-- YOUR ASSIGNMENT --
Read through the data, and wherever a line holds the word "None", write that line out.

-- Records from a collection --
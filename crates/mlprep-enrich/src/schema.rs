//! The star-schema enricher.

use std::collections::BTreeMap;
use std::fmt;
use std::fs;
use std::path::Path;
use std::sync::Arc;

use polars::prelude::*;
use tracing::debug;

use mlprep_clean::TableCleaner;
use mlprep_ingest::flatten_json_column;
use mlprep_model::{EnricherState, PrepError, Result};

use crate::join::{CROSS_JOIN_KEY, ensure_cross_join_key, join_on};

/// Suffix marking cleaned sibling columns inside registered tables and the
/// enriched output. Everything without it is context.
pub const CLEAN_SUFFIX: &str = "_c";

/// Registration options for a secondary table.
#[derive(Debug, Clone, Default)]
pub struct TableOptions {
    /// Join keys; each must exist as a column of the table.
    pub keys: Vec<String>,
    /// Context columns retained verbatim alongside keys and cleaned
    /// columns.
    pub contexts: Vec<String>,
    /// Core tables join with inner semantics and may cross-join when no
    /// key overlaps; non-core tables must never grow or shrink the base.
    pub core: bool,
    /// Columns holding JSON-object strings, flattened before cleaning.
    pub json_columns: Vec<String>,
}

/// One registered secondary table, already cleaned and trimmed.
///
/// Mutated in place only when a cross join appends the synthetic key
/// column; nothing is ever removed after registration.
#[derive(Debug, Clone)]
pub struct RegisteredTable {
    pub name: String,
    pub table: DataFrame,
    pub keys: Vec<String>,
    pub contexts: Vec<String>,
    pub core: bool,
}

/// A derived-column calculation applied on every enrichment run.
#[derive(Clone)]
pub struct Calculation {
    pub name: String,
    pub func: Arc<dyn Fn(&DataFrame) -> Result<Column> + Send + Sync>,
}

impl fmt::Debug for Calculation {
    fn fmt(&self, f: &mut fmt::Formatter<'_>) -> fmt::Result {
        f.debug_struct("Calculation")
            .field("name", &self.name)
            .finish_non_exhaustive()
    }
}

/// Result of an enrichment run.
#[derive(Debug, Clone)]
pub struct Enriched {
    /// Raw context columns: keys and passthrough columns, including label
    /// and weight.
    pub context: DataFrame,
    /// Cleaned feature matrix, columns in `all_features()` order with the
    /// cleaned-suffix marker stripped.
    pub features: DataFrame,
    /// Raw label column.
    pub label: Column,
    /// Raw weight column, when configured.
    pub weight: Option<Column>,
}

/// Registry of secondary tables and calculations around one owned
/// [`TableCleaner`].
///
/// Tables are cleaned once at registration; `enrich` joins them onto a base
/// fact table in registration order, applies calculations, and splits the
/// result into context, features, label and weight.
#[derive(Debug, Clone)]
pub struct StarSchema {
    numericals: Vec<String>,
    categoricals: Vec<String>,
    one_hots: Vec<String>,
    label: String,
    weight: Option<String>,
    config: BTreeMap<String, serde_json::Value>,
    tables: Vec<RegisteredTable>,
    calculations: Vec<Calculation>,
    cleaner: TableCleaner,
}

impl StarSchema {
    /// Create an enricher whose owned cleaner is registered from the four
    /// feature-name lists.
    pub fn new(
        numericals: Vec<String>,
        categoricals: Vec<String>,
        one_hots: Vec<String>,
        label: impl Into<String>,
        weight: Option<String>,
    ) -> Self {
        let mut cleaner = TableCleaner::new();
        cleaner.register(
            &numericals.iter().map(String::as_str).collect::<Vec<_>>(),
            &categoricals.iter().map(String::as_str).collect::<Vec<_>>(),
            &one_hots.iter().map(String::as_str).collect::<Vec<_>>(),
        );
        Self {
            numericals,
            categoricals,
            one_hots,
            label: label.into(),
            weight,
            config: BTreeMap::new(),
            tables: Vec::new(),
            calculations: Vec::new(),
            cleaner,
        }
    }

    /// Attach free-form configuration carried through serialization.
    pub fn with_config(mut self, config: BTreeMap<String, serde_json::Value>) -> Self {
        self.config = config;
        self
    }

    /// The owned cleaner, for alignment and state inspection.
    pub fn cleaner(&self) -> &TableCleaner {
        &self.cleaner
    }

    /// Registered tables, in registration order.
    pub fn tables(&self) -> &[RegisteredTable] {
        &self.tables
    }

    /// Register a secondary table: flatten declared JSON columns, clean
    /// every column the owned cleaner knows, trim to keys, contexts and
    /// cleaned columns, and store the record. Re-registering a name
    /// replaces the prior entry in place.
    pub fn register_table(
        &mut self,
        name: impl Into<String>,
        table: DataFrame,
        options: TableOptions,
    ) -> Result<()> {
        let name = name.into();
        for key in &options.keys {
            if table.column(key).is_err() {
                return Err(PrepError::Schema(format!(
                    "join key '{key}' is missing from table '{name}'"
                )));
            }
        }

        let mut table = table;
        for column in &options.json_columns {
            table = flatten_json_column(&table, column, true)?;
        }
        let table = self.clean_table(table, &options.keys, &options.contexts)?;

        let record = RegisteredTable {
            name: name.clone(),
            table,
            keys: options.keys,
            contexts: options.contexts,
            core: options.core,
        };
        match self.tables.iter_mut().find(|t| t.name == name) {
            Some(existing) => *existing = record,
            None => self.tables.push(record),
        }
        Ok(())
    }

    /// Register a derived-column calculation. Re-registering a name
    /// replaces the prior entry in place.
    pub fn register_calculation(
        &mut self,
        name: impl Into<String>,
        func: impl Fn(&DataFrame) -> Result<Column> + Send + Sync + 'static,
    ) {
        let record = Calculation {
            name: name.into(),
            func: Arc::new(func),
        };
        match self.calculations.iter_mut().find(|c| c.name == record.name) {
            Some(existing) => *existing = record,
            None => self.calculations.push(record),
        }
    }

    /// Clean every known column, appending outputs as suffixed siblings so
    /// raw and cleaned forms coexist, then trim to keys, contexts and
    /// cleaned columns.
    fn clean_table(
        &mut self,
        mut table: DataFrame,
        keys: &[String],
        contexts: &[String],
    ) -> Result<DataFrame> {
        self.cleaner.fit(&table)?;
        let (clean, _) = self.cleaner.transform_with_options(&table, None, false)?;
        for column in clean.get_columns() {
            let suffixed = column
                .as_materialized_series()
                .clone()
                .with_name(format!("{}{CLEAN_SUFFIX}", column.name()).into());
            table.with_column(suffixed)?;
        }
        let selection: Vec<String> = table
            .get_columns()
            .iter()
            .map(|c| c.name().to_string())
            .filter(|n| keys.contains(n) || contexts.contains(n) || n.ends_with(CLEAN_SUFFIX))
            .collect();
        Ok(table.select(selection)?)
    }

    /// Join every registered table onto `base` in registration order, apply
    /// calculations, and partition the result.
    ///
    /// Non-core tables never change the base row count: the left join is
    /// followed by a mandatory post-condition check, and a violation means
    /// a non-core table had multiple matches per key.
    pub fn enrich(&mut self, base: &DataFrame) -> Result<Enriched> {
        let mut base = base.clone();

        for record in &mut self.tables {
            let before = base.height();
            let overlap: Vec<String> = record
                .keys
                .iter()
                .filter(|key| base.column(key).is_ok())
                .cloned()
                .collect();

            if overlap.is_empty() && !record.core {
                debug!(table = record.name.as_str(), "no overlapping keys, skipping non-core table");
                continue;
            }

            let (joined, how) = if overlap.is_empty() {
                // Deliberate cross join: broadcast the table onto every base
                // row via a constant synthetic key on both sides.
                ensure_cross_join_key(&mut base)?;
                ensure_cross_join_key(&mut record.table)?;
                let keys = vec![CROSS_JOIN_KEY.to_string()];
                let joined = join_on(&base, &record.table, &keys, JoinType::Inner)?;
                (joined.drop(CROSS_JOIN_KEY)?, "cross")
            } else if record.core {
                (join_on(&base, &record.table, &overlap, JoinType::Inner)?, "inner")
            } else {
                (join_on(&base, &record.table, &overlap, JoinType::Left)?, "left")
            };
            base = joined;
            debug!(
                table = record.name.as_str(),
                join = how,
                rows = base.height(),
                "joined table"
            );

            if !record.core && base.height() != before {
                return Err(PrepError::JoinIntegrity {
                    table: record.name.clone(),
                    before,
                    after: base.height(),
                });
            }
        }

        for calc in &self.calculations {
            let raw = (calc.func)(&base)?
                .as_materialized_series()
                .clone()
                .with_name(calc.name.as_str().into());
            base.with_column(raw)?;

            let single = base.select([calc.name.as_str()])?;
            self.cleaner.fit(&single)?;
            let (clean, _) = self.cleaner.transform_with_options(&single, None, false)?;
            for column in clean.get_columns() {
                let suffixed = column
                    .as_materialized_series()
                    .clone()
                    .with_name(format!("{}{CLEAN_SUFFIX}", column.name()).into());
                base.with_column(suffixed)?;
            }
        }

        let feature_names = self.cleaner.all_features();
        let mut features =
            base.select(feature_names.iter().map(|f| format!("{f}{CLEAN_SUFFIX}")))?;
        for name in &feature_names {
            features.rename(&format!("{name}{CLEAN_SUFFIX}"), name.as_str().into())?;
        }

        let context_names: Vec<String> = base
            .get_columns()
            .iter()
            .map(|c| c.name().to_string())
            .filter(|n| !n.ends_with(CLEAN_SUFFIX))
            .collect();
        let context = base.select(context_names)?;

        let label = base
            .column(self.label.as_str())
            .map_err(|_| {
                PrepError::Schema(format!(
                    "label column '{}' is missing from the enriched table",
                    self.label
                ))
            })?
            .clone();
        let weight = match &self.weight {
            Some(name) => Some(
                base.column(name.as_str())
                    .map_err(|_| {
                        PrepError::Schema(format!(
                            "weight column '{name}' is missing from the enriched table"
                        ))
                    })?
                    .clone(),
            ),
            None => None,
        };

        Ok(Enriched { context, features, label, weight })
    }

    /// Predict the maximum row multiplication factor of a future `enrich`
    /// call without executing any join: the product of row counts of every
    /// core table whose keys do not currently overlap the base columns.
    pub fn growth_rate(&self, base: &DataFrame) -> u64 {
        let mut rate: u64 = 1;
        for record in &self.tables {
            if !record.core {
                continue;
            }
            let overlaps = record.keys.iter().any(|key| base.column(key).is_ok());
            if !overlaps {
                rate *= record.table.height() as u64;
            }
        }
        rate
    }

    /// Serialize feature lists, label, weight, config and cleaner state.
    ///
    /// Registered tables and calculations reference live data and must be
    /// re-registered after [`StarSchema::from_state`].
    pub fn to_state(&self) -> EnricherState {
        EnricherState {
            numericals: self.numericals.clone(),
            categoricals: self.categoricals.clone(),
            one_hots: self.one_hots.clone(),
            label: self.label.clone(),
            weight: self.weight.clone(),
            config: self.config.clone(),
            cleaner: self.cleaner.to_state(),
        }
    }

    /// Reconstruct an enricher whose cleaning behavior exactly matches the
    /// serialized one.
    pub fn from_state(state: EnricherState) -> Self {
        let mut schema = Self::new(
            state.numericals,
            state.categoricals,
            state.one_hots,
            state.label,
            state.weight,
        );
        schema.config = state.config;
        schema.cleaner = TableCleaner::from_state(state.cleaner);
        schema
    }

    /// Write the serialized state as pretty JSON.
    pub fn save(&self, path: &Path) -> Result<()> {
        let json = serde_json::to_string_pretty(&self.to_state())?;
        fs::write(path, json)?;
        Ok(())
    }

    /// Restore an enricher from a JSON state file.
    pub fn load(path: &Path) -> Result<Self> {
        let contents = fs::read_to_string(path)?;
        let state: EnricherState = serde_json::from_str(&contents)?;
        Ok(Self::from_state(state))
    }
}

-- SOLUTION FOR THIS EXERCISE --
            None => self.tables.push(record),
            None => self.calculations.push(record),
        let (clean, _) = self.cleaner.transform_with_options(&table, None, false)?;
            let (clean, _) = self.cleaner.transform_with_options(&single, None, false)?;
            None => None,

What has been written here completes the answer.